Pierre-Emmanuel Barral : L’Etat Islamique est un enfant monstrueux  de la guerre d’Irak. Il est né de la destruction du régime irakien. D’abord appelé Etat Islamique de l’Irak et du Levant, il est devenu Etat Islamique et s’étend sur un territoire à cheval sur l’Irak et la Syrie. Ce territoire est essentiellement désertique: il compte, en dehors de Mossoul et de Raqqa, peu de grandes villes. Mais il dispose de ressources certaines : les puits de pétrole, les taxes sur la population, la contrebande d’objets antiques, le commerce du coton, etc. Mais si l’Etat Islamique a su capter le ressentiment anti-chî’ite des populations, il faut comprendre que la plupart de ses combattants sont des étrangers issus des banlieues occidentales ou d’autres pays, détestés par la population locale qui leur reproche leur barbarie excessive. Pour détruire l’Etat Islamique, il faudra tôt ou tard s’appuyer sur ces populations locales.

Géostratégiques : Quel est l’avenir de la Syrie?

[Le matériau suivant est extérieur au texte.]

//! Argument groups shared by several commands.

use std::path::PathBuf;

use attention_core::inference::SequenceShape;
use attention_core::training::{SplitConfig, TrainingConfig};
use clap::Args;

use crate::config::{defaults, AppConfig};

/// Parse a strictly positive integer.
pub fn parse_positive(s: &str) -> Result<usize, String> {
    let value: usize = s
        .parse()
        .map_err(|_| format!("'{s}' is not a valid number"))?;
    if value == 0 {
        Err("must be at least 1".to_string())
    } else {
        Ok(value)
    }
}

/// Parse a strictly positive learning rate.
pub fn parse_learning_rate(s: &str) -> Result<f64, String> {
    let value: f64 = s
        .parse()
        .map_err(|_| format!("'{s}' is not a valid number"))?;
    if value.is_finite() && value > 0.0 {
        Ok(value)
    } else {
        Err(format!("{value} is not a positive learning rate"))
    }
}

/// Model artifact location and input shape.
#[derive(Args, Clone, Debug, Default)]
pub struct ModelArgs {
    /// Frames per window (N)
    #[arg(long, env = "SEQUENCE_LENGTH", value_parser = parse_positive)]
    pub sequence_length: Option<usize>,

    /// Model artifact base path (<path>.safetensors + <path>.json)
    #[arg(long, env = "MODEL_PATH", value_name = "PATH")]
    pub model_path: Option<PathBuf>,

    /// Square face-crop side the model expects
    #[arg(long, env = "MODEL_IMG_SIZE", value_parser = parse_positive)]
    pub image_size: Option<usize>,
}

impl ModelArgs {
    /// Fill unset values from the config file.
    pub fn apply_config(&mut self, config: &AppConfig) {
        self.sequence_length = self.sequence_length.or(config.window.sequence_length);
        if self.model_path.is_none() {
            self.model_path.clone_from(&config.model.path);
        }
        self.image_size = self.image_size.or(config.model.image_size);
    }

    /// Window length with fallback to the hardcoded default.
    pub fn sequence_length(&self) -> usize {
        self.sequence_length.unwrap_or(defaults::SEQUENCE_LENGTH)
    }

    /// Artifact path with fallback to the hardcoded default.
    pub fn model_path(&self) -> PathBuf {
        self.model_path
            .clone()
            .unwrap_or_else(|| PathBuf::from(defaults::MODEL_PATH))
    }

    /// Crop side with fallback to the hardcoded default.
    pub fn image_size(&self) -> usize {
        self.image_size.unwrap_or(defaults::IMAGE_SIZE)
    }

    /// Model input shape.
    pub fn shape(&self) -> SequenceShape {
        SequenceShape::rgb(self.sequence_length(), self.image_size())
    }
}

/// Training hyperparameters and locations.
#[derive(Args, Clone, Debug, Default)]
pub struct TrainingArgs {
    /// Frame-mode dataset (JSON Lines) to train on
    #[arg(long, env = "TRAIN_DATASET", value_name = "PATH")]
    pub dataset: Option<PathBuf>,

    /// Training epochs
    #[arg(long, env = "TRAIN_EPOCHS", value_parser = parse_positive)]
    pub epochs: Option<usize>,

    /// Batch size
    #[arg(long, env = "TRAIN_BATCH_SIZE", value_parser = parse_positive)]
    pub batch_size: Option<usize>,

    /// Learning rate
    #[arg(long, env = "TRAIN_LR", value_parser = parse_learning_rate)]
    pub lr: Option<f64>,

    /// Split and shuffle seed
    #[arg(long)]
    pub seed: Option<u64>,

    /// Directory for the best checkpoint and metrics.json
    #[arg(long, value_name = "DIR")]
    pub checkpoint_dir: Option<PathBuf>,
}

impl TrainingArgs {
    /// Fill unset values from the config file.
    pub fn apply_config(&mut self, config: &AppConfig) {
        let t = &config.training;
        if self.dataset.is_none() {
            self.dataset.clone_from(&t.dataset);
        }
        self.epochs = self.epochs.or(t.epochs);
        self.batch_size = self.batch_size.or(t.batch_size);
        self.lr = self.lr.or(t.lr);
        self.seed = self.seed.or(t.seed);
        if self.checkpoint_dir.is_none() {
            self.checkpoint_dir.clone_from(&t.checkpoint_dir);
        }
    }

    /// Dataset path with fallback to the hardcoded default.
    pub fn dataset(&self) -> PathBuf {
        self.dataset
            .clone()
            .unwrap_or_else(|| PathBuf::from(defaults::DATASET_PATH))
    }

    /// Trainer configuration for `model`.
    pub fn training_config(&self, model: &ModelArgs) -> TrainingConfig {
        let split = SplitConfig::default();
        TrainingConfig {
            epochs: self.epochs.unwrap_or(defaults::EPOCHS),
            batch_size: self.batch_size.unwrap_or(defaults::BATCH_SIZE),
            learning_rate: self.lr.unwrap_or(defaults::LEARNING_RATE),
            shape: model.shape(),
            split: SplitConfig {
                seed: self.seed.unwrap_or(split.seed),
                ..split
            },
            ..TrainingConfig::new(
                self.checkpoint_dir
                    .clone()
                    .unwrap_or_else(|| PathBuf::from(defaults::CHECKPOINT_DIR)),
                model.model_path(),
            )
        }
    }
}

#[cfg(test)]
mod tests {
    use super::*;

    #[test]
    fn test_parse_positive() {
        assert_eq!(parse_positive("16"), Ok(16));
        assert!(parse_positive("0").is_err());
        assert!(parse_positive("-1").is_err());
        assert!(parse_positive("x").is_err());
    }

    #[test]
    fn test_parse_learning_rate() {
        assert_eq!(parse_learning_rate("0.001"), Ok(0.001));
        assert!(parse_learning_rate("0").is_err());
        assert!(parse_learning_rate("NaN").is_err());
    }

    #[test]
    fn test_cli_wins_over_config() {
        let mut config = AppConfig::default();
        config.window.sequence_length = Some(8);
        config.model.image_size = Some(112);

        let mut args = ModelArgs {
            sequence_length: Some(4),
            ..ModelArgs::default()
        };
        args.apply_config(&config);

        assert_eq!(args.sequence_length(), 4);
        assert_eq!(args.image_size(), 112);
        assert_eq!(args.model_path(), PathBuf::from(defaults::MODEL_PATH));
    }

    #[test]
    fn test_training_config_defaults() {
        let cfg = TrainingArgs::default().training_config(&ModelArgs::default());
        assert_eq!(cfg.epochs, defaults::EPOCHS);
        assert_eq!(cfg.batch_size, defaults::BATCH_SIZE);
        assert_eq!(cfg.shape, SequenceShape::rgb(16, 224));
        assert_eq!(cfg.checkpoint_dir, PathBuf::from("checkpoints"));
    }
}
//! Request handlers.

use std::collections::HashMap;
use std::fmt::Display;
use std::str::FromStr;
use std::sync::Arc;
use std::time::Instant;

use attention_core::domain::{flag, AttentionEvent, EventContext, SessionRef};
use attention_core::pipeline::ScoredFrame;
use attention_core::ports::{Delivery, EventSink};
use axum::body::Bytes;
use axum::extract::multipart::MultipartRejection;
use axum::extract::rejection::JsonRejection;
use axum::extract::{Multipart, State};
use axum::Json;
use serde_json::{json, Value};
use tracing::{debug, info};

use super::{ApiError, AppState};

pub async fn health() -> Json<Value> {
    Json(json!({ "status": "ok" }))
}

pub async fn debug_status(State(state): State<AppState>) -> Json<Value> {
    let runtime = state.pipeline.runtime();
    let training = state.training.borrow().clone();
    Json(json!({
        "model": runtime.status(),
        "detector_loaded": state.pipeline.detector_ready(),
        "active_sessions": state.pipeline.store().len(),
        "sequence_length": runtime.shape().seq_len,
        "training": training,
    }))
}

/// Multipart upload of one webcam frame.
#[derive(Default)]
struct FrameForm {
    file: Option<Bytes>,
    fields: HashMap<String, String>,
}

impl FrameForm {
    async fn read(mut multipart: Multipart) -> Result<Self, ApiError> {
        let mut form = Self::default();
        while let Some(field) = multipart.next_field().await.map_err(bad_form)? {
            let name = field.name().unwrap_or_default().to_string();
            if name == "file" {
                form.file = Some(field.bytes().await.map_err(bad_form)?);
            } else {
                let value = field.text().await.map_err(bad_form)?;
                form.fields.insert(name, value);
            }
        }
        Ok(form)
    }

    /// Optional typed field; blank values count as absent.
    fn get<T>(&self, name: &str) -> Result<Option<T>, ApiError>
    where
        T: FromStr,
        T::Err: Display,
    {
        match self.fields.get(name).map(|v| v.trim()).filter(|v| !v.is_empty()) {
            None => Ok(None),
            Some(v) => v
                .parse()
                .map(Some)
                .map_err(|e| ApiError::BadRequest(format!("invalid {name} '{v}': {e}"))),
        }
    }

    fn flag(&self, name: &str) -> bool {
        self.fields.get(name).is_some_and(|v| {
            v.trim().eq_ignore_ascii_case("true") || flag::from_json(&Value::String(v.clone()))
        })
    }

    fn context(&self) -> Result<EventContext, ApiError> {
        Ok(EventContext {
            phase: self.get("phase")?.unwrap_or(0),
            spinning: self.flag("spinning"),
            time_left: self.get("time_left")?,
            test_name: self
                .fields
                .get("test_name")
                .map(|s| s.trim().to_string())
                .filter(|s| !s.is_empty()),
        })
    }
}

#[allow(clippy::needless_pass_by_value)]
fn bad_form(e: impl Display) -> ApiError {
    ApiError::BadRequest(format!("malformed form: {e}"))
}
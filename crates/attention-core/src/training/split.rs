//! Train/validation/test partitioning by user.

use std::collections::{BTreeSet, HashSet};

use rand::rngs::StdRng;
use rand::seq::SliceRandom;
use rand::SeedableRng;

use crate::domain::WindowedSample;

/// Split fractions and shuffle seed.
#[derive(Debug, Clone, Copy, PartialEq)]
pub struct SplitConfig {
    /// Fraction of users in validation.
    pub val_ratio: f64,
    /// Fraction of users in test.
    pub test_ratio: f64,
    /// Shuffle seed.
    pub seed: u64,
}

impl Default for SplitConfig {
    fn default() -> Self {
        Self {
            val_ratio: 0.2,
            test_ratio: 0.1,
            seed: 42,
        }
    }
}

/// Samples partitioned so that no user appears in two partitions.
#[derive(Debug, Clone, Default)]
pub struct Splits {
    /// Training samples.
    pub train: Vec<WindowedSample>,
    /// Validation samples.
    pub val: Vec<WindowedSample>,
    /// Test samples.
    pub test: Vec<WindowedSample>,
}

/// Shuffles the distinct users and assigns the first `⌊n·test⌋` to test,
/// the next `⌊n·val⌋` to validation and the rest to training.
#[must_use]
#[allow(
    clippy::cast_possible_truncation,
    clippy::cast_sign_loss,
    clippy::cast_precision_loss
)]
pub fn split_by_user(samples: Vec<WindowedSample>, config: SplitConfig) -> Splits {
    let mut users: Vec<i64> = samples
        .iter()
        .map(|s| s.user_id)
        .collect::<BTreeSet<_>>()
        .into_iter()
        .collect();
    users.shuffle(&mut StdRng::seed_from_u64(config.seed));

    let n = users.len() as f64;
    let test_n = (n * config.test_ratio.clamp(0.0, 1.0)).floor() as usize;
    let val_n = ((n * config.val_ratio.clamp(0.0, 1.0)).floor() as usize).min(users.len() - test_n);

    let test_users: HashSet<i64> = users[..test_n].iter().copied().collect();
    let val_users: HashSet<i64> = users[test_n..test_n + val_n].iter().copied().collect();

    let mut splits = Splits::default();
    for sample in samples {
        if test_users.contains(&sample.user_id) {
            splits.test.push(sample);
        } else if val_users.contains(&sample.user_id) {
            splits.val.push(sample);
        } else {
            splits.train.push(sample);
        }
    }
    splits
}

Pierre-Emmanuel Barral : la Syrie parviendra peut-être à redresser son Etat, en bloquant ses frontières et en reconquérant les territoires gagnés par les rebelles et l’Etat Islamique. Mais il est possible qu’elle éclate en plusieurs entités : un Etat Syrien proprement dit sur le littoral (dans lequel les minorités alaouite, chrétiennes, et une partie des sunnites pourront faire bloc) ; un Etat Kurde et un Etat Islamique.